GIVEN ENTRIES>

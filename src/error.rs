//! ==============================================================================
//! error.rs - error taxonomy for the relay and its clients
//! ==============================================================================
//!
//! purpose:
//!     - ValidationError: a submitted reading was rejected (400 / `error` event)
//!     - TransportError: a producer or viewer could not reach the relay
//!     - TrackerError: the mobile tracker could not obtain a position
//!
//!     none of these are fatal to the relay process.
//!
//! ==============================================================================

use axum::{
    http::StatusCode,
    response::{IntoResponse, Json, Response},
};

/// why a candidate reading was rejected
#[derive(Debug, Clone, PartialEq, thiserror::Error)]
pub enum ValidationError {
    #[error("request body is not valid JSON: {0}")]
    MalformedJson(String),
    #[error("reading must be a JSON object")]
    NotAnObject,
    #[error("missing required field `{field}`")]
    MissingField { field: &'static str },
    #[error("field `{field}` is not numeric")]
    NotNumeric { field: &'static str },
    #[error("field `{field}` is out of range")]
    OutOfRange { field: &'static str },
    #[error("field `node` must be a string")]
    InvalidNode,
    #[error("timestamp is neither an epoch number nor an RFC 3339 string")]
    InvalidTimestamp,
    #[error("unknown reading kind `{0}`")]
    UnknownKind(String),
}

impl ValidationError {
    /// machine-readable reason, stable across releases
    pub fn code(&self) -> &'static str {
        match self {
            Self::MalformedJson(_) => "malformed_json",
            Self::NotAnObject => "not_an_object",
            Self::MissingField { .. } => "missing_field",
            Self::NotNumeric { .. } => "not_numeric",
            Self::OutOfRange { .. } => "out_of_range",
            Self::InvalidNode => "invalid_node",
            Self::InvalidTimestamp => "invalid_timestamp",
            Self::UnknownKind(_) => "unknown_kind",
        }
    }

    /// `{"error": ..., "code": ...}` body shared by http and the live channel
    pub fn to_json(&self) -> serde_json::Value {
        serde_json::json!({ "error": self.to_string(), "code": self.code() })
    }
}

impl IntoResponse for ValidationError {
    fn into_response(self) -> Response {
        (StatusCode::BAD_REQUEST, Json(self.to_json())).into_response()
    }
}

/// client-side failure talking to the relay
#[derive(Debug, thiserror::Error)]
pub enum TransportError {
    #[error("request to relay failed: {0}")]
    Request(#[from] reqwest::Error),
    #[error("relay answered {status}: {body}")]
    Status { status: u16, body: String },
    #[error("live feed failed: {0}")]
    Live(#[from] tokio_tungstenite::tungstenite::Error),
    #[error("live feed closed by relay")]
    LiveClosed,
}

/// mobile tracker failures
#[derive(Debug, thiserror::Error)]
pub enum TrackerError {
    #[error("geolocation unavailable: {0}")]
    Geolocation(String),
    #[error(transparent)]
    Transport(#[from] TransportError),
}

PROBLEM TO WORK ON>
Every line between the one that contains "stable across releases" and the last line of the listing, both included, should be retyped exactly, with nothing else added.

COMPLETED TASK>
    /// machine-readable reason, stable across releases
    pub fn code(&self) -> &'static str {
        match self {
            Self::MalformedJson(_) => "malformed_json",
            Self::NotAnObject => "not_an_object",
            Self::MissingField { .. } => "missing_field",
            Self::NotNumeric { .. } => "not_numeric",
            Self::OutOfRange { .. } => "out_of_range",
            Self::InvalidNode => "invalid_node",
            Self::InvalidTimestamp => "invalid_timestamp",
            Self::UnknownKind(_) => "unknown_kind",
        }
    }

    /// `{"error": ..., "code": ...}` body shared by http and the live channel
    pub fn to_json(&self) -> serde_json::Value {
        serde_json::json!({ "error": self.to_string(), "code": self.code() })
    }
}

impl IntoResponse for ValidationError {
    fn into_response(self) -> Response {
        (StatusCode::BAD_REQUEST, Json(self.to_json())).into_response()
    }
}

/// client-side failure talking to the relay
#[derive(Debug, thiserror::Error)]
pub enum TransportError {
    #[error("request to relay failed: {0}")]
    Request(#[from] reqwest::Error),
    #[error("relay answered {status}: {body}")]
    Status { status: u16, body: String },
    #[error("live feed failed: {0}")]
    Live(#[from] tokio_tungstenite::tungstenite::Error),
    #[error("live feed closed by relay")]
    LiveClosed,
}

/// mobile tracker failures
#[derive(Debug, thiserror::Error)]
pub enum TrackerError {
    #[error("geolocation unavailable: {0}")]
    Geolocation(String),
    #[error(transparent)]
    Transport(#[from] TransportError),
}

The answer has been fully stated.